Pope Francis in Canada: When the gesture is the message
By Alessandro Gisotti
"An effective process of healing requires concrete actions." Pope Francis had stressed this in the conclusion to his address to the delegations of indigenous peoples of Canada, received at the Vatican, in the spring.
The visit to Canadian soil, which the Pope carried out joyfully despite having difficulty walking, was marked precisely by those "concrete actions" that are gestures. Those actions preceded and accompanied the Pope’s spoken words in the North American country and, in particular, his calls for justice and forgiveness form a premise for an authentic path of reconciliation.

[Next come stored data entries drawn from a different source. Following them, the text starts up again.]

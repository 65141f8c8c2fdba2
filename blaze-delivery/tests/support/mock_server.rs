//! In-process SMTP server for exercising the relay.
#![allow(dead_code)]

use std::{net::SocketAddr, sync::Arc, time::Duration};

use tokio::{
    io::{AsyncBufReadExt, AsyncWriteExt, BufReader},
    net::{TcpListener, TcpStream},
    sync::RwLock,
};

/// A command (or message content) the server received.
#[derive(Debug, Clone, PartialEq, Eq)]
pub enum SmtpCommand {
    Ehlo(String),
    Auth(String),
    MailFrom(String),
    RcptTo(String),
    Data,
    /// Everything between the 354 reply and the lone `.`, as sent
    MessageContent(String),
    Quit,
    Other(String),
}

#[derive(Debug, Clone)]
struct Reply {
    code: u16,
    message: String,
}

impl Reply {
    fn new(code: u16, message: impl Into<String>) -> Self {
        Self {
            code,
            message: message.into(),
        }
    }

    fn to_bytes(&self) -> Vec<u8> {
        format!("{} {}\r\n", self.code, self.message).into_bytes()
    }
}

#[derive(Debug, Clone)]
struct MockConfig {
    greeting: Reply,
    auth: Reply,
    mail_from: Reply,
    rcpt_to: Reply,
    data: Reply,
    data_end: Reply,
    response_delay: Option<Duration>,
}

impl Default for MockConfig {
    fn default() -> Self {
        Self {
            greeting: Reply::new(220, "mock.upstream.test ESMTP"),
            auth: Reply::new(235, "2.7.0 Authentication successful"),
            mail_from: Reply::new(250, "OK"),
            rcpt_to: Reply::new(250, "OK"),
            data: Reply::new(354, "Start mail input; end with <CRLF>.<CRLF>"),
            data_end: Reply::new(250, "OK: queued"),
            response_delay: None,
        }
    }
}

pub struct MockSmtpServer {
    addr: SocketAddr,
    commands: Arc<RwLock<Vec<SmtpCommand>>>,
}

impl MockSmtpServer {
    #[must_use]
    pub fn builder() -> MockSmtpServerBuilder {
        MockSmtpServerBuilder {
            config: MockConfig::default(),
        }
    }

    #[must_use]
    pub const fn addr(&self) -> SocketAddr {
        self.addr
    }

    pub async fn commands(&self) -> Vec<SmtpCommand> {
        self.commands.read().await.clone()
    }

    async fn handle(
        stream: TcpStream,
        config: Arc<MockConfig>,
        commands: Arc<RwLock<Vec<SmtpCommand>>>,
    ) -> std::io::Result<()> {
        let (reader, mut writer) = stream.into_split();
        let mut reader = BufReader::new(reader);
        let mut line = String::new();

        writer.write_all(&config.greeting.to_bytes()).await?;

        loop {
            line.clear();
            if reader.read_line(&mut line).await? == 0 {
                return Ok(());
            }

            let trimmed = line.trim_end();
            let (verb, rest) = trimmed.split_once(' ').unwrap_or((trimmed, ""));

            let (command, reply) = match verb.to_ascii_uppercase().as_str() {
                "EHLO" => (
                    SmtpCommand::Ehlo(rest.to_string()),
                    b"250-mock.upstream.test\r\n250 AUTH PLAIN\r\n".to_vec(),
                ),
                "AUTH" => (SmtpCommand::Auth(rest.to_string()), config.auth.to_bytes()),
                "MAIL" => (SmtpCommand::MailFrom(rest.to_string()), config.mail_from.to_bytes()),
                "RCPT" => (SmtpCommand::RcptTo(rest.to_string()), config.rcpt_to.to_bytes()),
                "DATA" => (SmtpCommand::Data, config.data.to_bytes()),
                "QUIT" => {
                    commands.write().await.push(SmtpCommand::Quit);
                    writer.write_all(b"221 Bye\r\n").await?;
                    return Ok(());
                }
                _ => (
                    SmtpCommand::Other(trimmed.to_string()),
                    b"500 Unknown command\r\n".to_vec(),
                ),
            };

            let receive_content = command == SmtpCommand::Data && config.data.code == 354;
            commands.write().await.push(command);

            if let Some(delay) = config.response_delay {
                tokio::time::sleep(delay).await;
            }
            writer.write_all(&reply).await?;

            if receive_content {
                let mut content = String::new();
                loop {
                    line.clear();
                    if reader.read_line(&mut line).await? == 0 {
                        return Ok(());
                    }
                    if line == ".\r\n" {
                        break;
                    }
                    content.push_str(&line);
                }

                commands.write().await.push(SmtpCommand::MessageContent(content));
                writer.write_all(&config.data_end.to_bytes()).await?;
            }
        }
    }
}

pub struct MockSmtpServerBuilder {
    config: MockConfig,
}

impl MockSmtpServerBuilder {
    #[must_use]
    pub fn with_auth_response(mut self, code: u16, message: impl Into<String>) -> Self {
        self.config.auth = Reply::new(code, message);
        self
    }

    #[must_use]
    pub fn with_mail_from_response(mut self, code: u16, message: impl Into<String>) -> Self {
        self.config.mail_from = Reply::new(code, message);
        self
    }

    #[must_use]
    pub fn with_rcpt_to_response(mut self, code: u16, message: impl Into<String>) -> Self {
        self.config.rcpt_to = Reply::new(code, message);
        self
    }

    /// Delay every reply after the greeting
    #[must_use]
    pub const fn with_response_delay(mut self, delay: Duration) -> Self {
        self.config.response_delay = Some(delay);
        self
    }

    /// Bind to an ephemeral port on 127.0.0.1 and start serving.
    pub async fn build(self) -> std::io::Result<MockSmtpServer> {
        let listener = TcpListener::bind("127.0.0.1:0").await?;
        let addr = listener.local_addr()?;
        let config = Arc::new(self.config);
        let commands = Arc::new(RwLock::new(Vec::new()));

        let recorded = Arc::clone(&commands);
        tokio::spawn(async move {
            while let Ok((stream, _)) = listener.accept().await {
                let config = Arc::clone(&config);
                let recorded = Arc::clone(&recorded);
                tokio::spawn(async move {
                    if let Err(err) = MockSmtpServer::handle(stream, config, recorded).await {
                        eprintln!("mock server connection failed: {err}");
                    }
                });
            }
        });

        Ok(MockSmtpServer { addr, commands })
    }
}
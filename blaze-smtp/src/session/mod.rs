use std::{net::SocketAddr, sync::Arc};

use blaze_common::{
    Address, Credentials, GatewayError, internal, message,
    status::Status,
    traits::{
        fsm::FiniteStateMachine,
        relay::{MessageRelay, Outgoing},
        verify::SenderVerifier,
    },
    tracing,
};
use tokio::io::{AsyncBufRead, AsyncRead, AsyncWrite, BufStream};

use crate::{
    State,
    command::{Command, MailParameters},
    config::{Limits, SmtpTimeouts},
    data::{self, DataError},
    extensions::Extension,
    session_state::SessionState,
    state::{Effect, Event},
};

mod io;
mod response;

pub use response::Reply;

/// Settings shared by every session accepted on one listener.
#[derive(Debug, Clone)]
pub struct SessionConfig {
    pub hostname: Arc<str>,
    pub extensions: Vec<Extension>,
    pub limits: Limits,
    pub timeouts: SmtpTimeouts,
    pub credentials: Credentials,
    pub require_auth: bool,
    /// Host accepted messages are relayed to
    pub destination: String,
}

impl SessionConfig {
    /// Create a new `SessionConfig` builder
    #[must_use]
    pub fn builder() -> SessionConfigBuilder {
        SessionConfigBuilder::default()
    }
}

/// Builder for `SessionConfig`
#[derive(Debug)]
pub struct SessionConfigBuilder {
    hostname: Arc<str>,
    extensions: Vec<Extension>,
    limits: Limits,
    timeouts: SmtpTimeouts,
    credentials: Credentials,
    require_auth: bool,
    destination: String,
}

impl Default for SessionConfigBuilder {
    fn default() -> Self {
        Self {
            hostname: Arc::from("localhost"),
            extensions: Extension::defaults(),
            limits: Limits::default(),
            timeouts: SmtpTimeouts::default(),
            credentials: Credentials::default(),
            require_auth: true,
            destination: String::new(),
        }
    }
}

impl SessionConfigBuilder {
    /// Set the name announced in the greeting
    #[must_use]
    pub fn with_hostname(mut self, hostname: impl Into<Arc<str>>) -> Self {
        self.hostname = hostname.into();
        self
    }

    #[must_use]
    pub fn with_extensions(mut self, extensions: Vec<Extension>) -> Self {
        self.extensions = extensions;
        self
    }

    #[must_use]
    pub const fn with_limits(mut self, limits: Limits) -> Self {
        self.limits = limits;
        self
    }

    #[must_use]
    pub const fn with_timeouts(mut self, timeouts: SmtpTimeouts) -> Self {
        self.timeouts = timeouts;
        self
    }

    /// Set the identity clients authenticate with
    #[must_use]
    pub fn with_credentials(mut self, credentials: Credentials) -> Self {
        self.credentials = credentials;
        self
    }

    #[must_use]
    pub const fn with_require_auth(mut self, require_auth: bool) -> Self {
        self.require_auth = require_auth;
        self
    }

    /// Set the host accepted messages are relayed to
    #[must_use]
    pub fn with_destination(mut self, destination: impl Into<String>) -> Self {
        self.destination = destination.into();
        self
    }

    #[must_use]
    pub fn build(self) -> SessionConfig {
        SessionConfig {
            hostname: self.hostname,
            extensions: self.extensions,
            limits: self.limits,
            timeouts: self.timeouts,
            credentials: self.credentials,
            require_auth: self.require_auth,
            destination: self.destination,
        }
    }
}

/// One inbound SMTP session.
///
/// The session owns its envelope and buffered stream. Each operation feeds
/// the FSM and carries out the effect it asks for; the `auth`, `mail`,
/// `rcpt`, `data`, `reset` and `logout` methods can also be driven directly
/// without going through the wire protocol.
pub struct Session<Stream: AsyncRead + AsyncWrite + Unpin + Send> {
    peer: SocketAddr,
    stream: BufStream<Stream>,
    state: State,
    context: SessionState,
    config: Arc<SessionConfig>,
    verifier: Arc<dyn SenderVerifier>,
    relay: Arc<dyn MessageRelay>,
}

impl<Stream: AsyncRead + AsyncWrite + Unpin + Send> Session<Stream> {
    pub fn create(
        stream: Stream,
        peer: SocketAddr,
        config: Arc<SessionConfig>,
        verifier: Arc<dyn SenderVerifier>,
        relay: Arc<dyn MessageRelay>,
    ) -> Self {
        let context = SessionState::new(&config);
        tracing::debug!(session = %context.id, %peer, "Session created");

        Self {
            peer,
            stream: BufStream::new(stream),
            state: State::Idle,
            context,
            config,
            verifier,
            relay,
        }
    }

    #[must_use]
    pub const fn state(&self) -> State {
        self.state
    }

    #[must_use]
    pub const fn session_state(&self) -> &SessionState {
        &self.context
    }

    /// Authenticate with `credentials`. Only `PLAIN` is supported.
    ///
    /// # Errors
    ///
    /// [`GatewayError::Authentication`] on a credential mismatch; the
    /// envelope is left untouched.
    pub fn auth(&mut self, mechanism: &str, credentials: &Credentials) -> Result<Reply, GatewayError> {
        let effect = self.feed(Event::Command(Command::Auth {
            mechanism: mechanism.to_ascii_uppercase(),
            initial: None,
        }));

        let effect = match effect {
            Effect::Authenticate(_) => self.authenticate(credentials),
            other => other,
        };

        Self::settle(effect)
    }

    /// Start a transaction from `from`, verifying the sender's domain first.
    ///
    /// # Errors
    ///
    /// [`GatewayError::TrustVerification`] if the domain doesn't meet the
    /// sender policy, in which case nothing changes.
    pub async fn mail(&mut self, from: Address, size: Option<usize>) -> Result<Reply, GatewayError> {
        let mut params = MailParameters::default();
        if let Some(size) = size {
            params.insert("SIZE", size.to_string());
        }

        let effect = self.feed(Event::Command(Command::MailFrom(from, params)));
        let effect = self.resolve(effect).await;
        Self::settle(effect)
    }

    /// Add a recipient to the current transaction.
    ///
    /// # Errors
    ///
    /// [`GatewayError::Protocol`] without a sender, or
    /// [`GatewayError::CapacityExceeded`] past the recipient limit.
    pub fn rcpt(&mut self, to: Address) -> Result<Reply, GatewayError> {
        let effect = self.feed(Event::Command(Command::RcptTo(to)));
        Self::settle(effect)
    }

    /// Read message data from `reader` and relay it to every recipient.
    ///
    /// # Errors
    ///
    /// The first failure, whether reading, parsing or relaying. Either way
    /// the envelope is cleared afterwards.
    pub async fn data<R: AsyncBufRead + Unpin + Send>(
        &mut self,
        reader: &mut R,
    ) -> Result<Reply, GatewayError> {
        let effect = match self.feed(Event::Command(Command::Data)) {
            Effect::ReceiveData => {
                let result = data::read_body(reader, &self.context.limits).await;
                self.finish_data(result).await
            }
            other => other,
        };

        Self::settle(effect)
    }

    /// Clear sender and recipients, keeping authentication.
    pub fn reset(&mut self) -> Reply {
        match self.feed(Event::Command(Command::Rset)) {
            Effect::Reply(reply) | Effect::Close(reply) => reply,
            other => {
                tracing::warn!(?other, "Unexpected effect from RSET");
                Reply::new(Status::Ok, "2.0.0 Reset state")
            }
        }
    }

    /// Release the session's state. Safe to call more than once.
    pub fn logout(&mut self) {
        if self.state != State::Closed {
            internal!(level = DEBUG, "Session {} logged out", self.context.id);
        }

        self.state = State::Closed;
        self.context.reset_transaction();
        self.context.authenticated = None;
    }

    fn feed(&mut self, event: Event) -> Effect {
        let (state, effect) = self.state.transition(event, &mut self.context);
        tracing::trace!(from = %self.state, to = %state, "Transitioned");
        self.state = state;
        effect
    }

    /// Carry out sender verification until the FSM asks for something else.
    async fn resolve(&mut self, mut effect: Effect) -> Effect {
        while let Effect::VerifySender(sender) = effect {
            let event = match self.verifier.verify_sender(&sender).await {
                Ok(report) => {
                    tracing::debug!(sender = %sender, summary = %report.summary(), "Sender verified");
                    Event::SenderVerified(sender)
                }
                Err(err) => {
                    internal!(level = INFO, "Sender {sender} rejected: {err}");
                    Event::Failed(err)
                }
            };
            effect = self.feed(event);
        }

        effect
    }

    fn authenticate(&mut self, presented: &Credentials) -> Effect {
        if self.config.credentials.matches(&presented.username, &presented.password) {
            internal!(level = INFO, "Authenticated {}", presented.username);
            self.feed(Event::Authenticated(presented.username.clone()))
        } else {
            internal!(level = WARN, "Authentication failed for {}", presented.username);
            self.feed(Event::Failed(GatewayError::Authentication(
                "invalid username or password".to_string(),
            )))
        }
    }

    async fn finish_data(&mut self, result: Result<Vec<u8>, DataError>) -> Effect {
        let outcome = match result {
            Ok(raw) => self.deliver(&raw).await,
            Err(err) => Err(GatewayError::from(err)),
        };

        match outcome {
            Ok(()) => self.feed(Event::DataReceived),
            Err(err) => {
                internal!(level = WARN, "Message from session {} failed: {err}", self.context.id);
                self.feed(Event::Failed(err))
            }
        }
    }

    /// Relay `raw` to every recipient in envelope order, stopping at the
    /// first failure.
    #[tracing::instrument(level = "debug", skip_all, fields(session = %self.context.id, size = raw.len()))]
    async fn deliver(&self, raw: &[u8]) -> Result<(), GatewayError> {
        let parsed = message::parse(raw)?;
        if let Some(err) = &parsed.subject_error {
            tracing::warn!(%err, "Subject could not be decoded, relaying it unchanged");
        }

        let message = parsed.message;
        let envelope = &self.context.envelope;
        let sender = envelope
            .sender()
            .ok_or_else(|| GatewayError::Protocol("no sender set".to_string()))?;

        for recipient in envelope.recipients() {
            let outgoing = Outgoing {
                from: sender,
                to: recipient,
                subject: message.subject(),
                body: message.body(),
            };

            self.relay
                .send(&outgoing, message.is_html(), &self.config.destination)
                .await?;
            tracing::info!(from = %sender, to = %recipient, "Relayed message");
        }

        Ok(())
    }

    fn settle(effect: Effect) -> Result<Reply, GatewayError> {
        match effect {
            Effect::Reply(reply) => Ok(reply),
            Effect::Reject { error, .. } => Err(error),
            Effect::Close(reply) => Err(GatewayError::Protocol(format!("session closed: {reply}"))),
            other => Err(GatewayError::Protocol(format!("unexpected effect {other:?}"))),
        }
    }
}
//! Sender trust verification and upstream relaying.

pub mod config;
pub mod dns;
pub mod error;
pub mod gate;
pub mod relay;
pub mod verifier;

pub use config::{RelayConfig, RelayProfile, VerifyConfig};
pub use dns::{DnsError, DnsLookup, HickoryLookup};
pub use error::RelayError;
pub use gate::SenderGate;
pub use relay::Relay;
pub use verifier::DomainVerifier;
pub mod mock_server;
use core::fmt::{self, Display};

use serde::Deserialize;

/// Optional SMTP service extensions advertised in the EHLO reply.
///
/// `AUTH PLAIN` and `SIZE` are always advertised and are not listed here.
#[derive(Debug, Clone, Copy, PartialEq, Eq, Deserialize)]
#[serde(rename_all = "lowercase")]
pub enum Extension {
    /// 8BITMIME (RFC 6152)
    EightBitMime,
    /// SMTPUTF8 (RFC 6531)
    SmtpUtf8,
    /// BINARYMIME (RFC 3030)
    BinaryMime,
    /// Delivery status notifications (RFC 3461)
    Dsn,
}

impl Extension {
    /// Extensions enabled when the configuration doesn't list any.
    #[must_use]
    pub fn defaults() -> Vec<Self> {
        vec![Self::EightBitMime, Self::SmtpUtf8]
    }
}

impl Display for Extension {
    fn fmt(&self, fmt: &mut fmt::Formatter<'_>) -> Result<(), fmt::Error> {
        fmt.write_str(match self {
            Self::EightBitMime => "8BITMIME",
            Self::SmtpUtf8 => "SMTPUTF8",
            Self::BinaryMime => "BINARYMIME",
            Self::Dsn => "DSN",
        })
    }
}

In some ways, the visit itself can be said to have been a concrete action "of enormous impact," to borrow Prime Minister Justin Trudeau's statement. Canadian newspapers published large photos on their front pages in these days to capture such significant gestures.
After all, only a few minutes after arriving in Edmonton, on the first stop of his visit, the Pope had already made a gesture that was as simple as it was effective in giving substance to the definition "penitential pilgrimage" which he had indicated for this Apostolic Journey: kissing the hand of an elderly indigenous lady during the welcoming ceremony at the airport.
Every papal journey can (also) be told in pictures. This is perhaps even more true this time, so strong was the symbolic value of the events and meetings starting with the one on Monday in Maskwacis, which connected well with the concluding event in Iqaluit, with the youth and elders of the Inuit people.
The Pope, in his wheelchair, silently praying in the cemetery of the Ermineskin community. The Pope kissing the red banner imprinted with the names of the children who died in the residential schools and then standing, without the aid of his cane, before the indigenous "Golden Eagle" chief who placed a headdress on his head as a sign of respect and recognition of authority.
There was also the gesture of returning the red moccasins, a symbol of the pain of so many indigenous children, which had been given to him at the Vatican four months ago. Particularly evocative was the image of Pope Francis absorbed in meditation on the shores of Lac Ste. Anne, a place that unites indigenous peoples and Catholic faithful in devotion. This offered a snapshot with an evangelical flavor to take us back to the sources of the faith and which, as he later emphasized in his homily, makes us imagine another lake, thousands of kilometers away, that of Galilee inextricably linked to the life and preaching of Jesus.
Even an "ordinary" gesture like the blessing of a sacred image in this context takes on an "extraordinary" value.
When the Pope, in the the Sacred Heart Church of the First Peoples, blessed the statue of Kateri Tekakwitha, the first North American indigenous woman to be proclaimed a saint, he was in fact telling us that the leaven of the Gospel can—indeed must—grow and enrich the peoples it encounters without annulling their identity and cultural and spiritual heritage, because faith is proclaimed not imposed.
Then there was a gesture that did not make the headlines but bears witness not only to the profound meaning of this journey but to one of the guiding principles of the Petrine ministry: the "revolution of tenderness."
On Thursday, at the end of the Mass in the Shrine of St. Anne de Beaupré, a mother brought her baby, suffering from a severe birth defect, to the Pope for him to bless. It was a very tender moment with the Pope who not only blessed the baby but also held him in his arms next to the mother. In this circumstance too, as in so many others during the trip, the wheelchair did not hinder his closeness to the people. On the contrary, his own condition of fragility made—if possible—the Pope even closer to those who suffer.
Pope Francis never withdrew from the pain of the people he met.
To listen, to listen with the heart—he has shown us many times—we must be close to our neighbor. This attitude was highly visible at Friday’s meeting with former students of the residential school in Iqaluit, "at the edge of the world." Pope Francis sat among them in a row of chairs in the shape of a circle, thus placing himself "as an equal."
Having come as far as only three hundred kilometers from the Arctic Circle, he thus concretely reaffirmed with this gesture that the shepherd must have the smell of the sheep, especially the most distant and wounded ones.
His journey, therefore, saw harmoniously interwoven gestures and words, speeches and concrete actions, like the threads of the colored bands of indigenous robes.
To paraphrase the well-known researcher of mass media Marshall McLuhan (Canadian and Catholic), the gesture became the message. A message of love and reconciliation.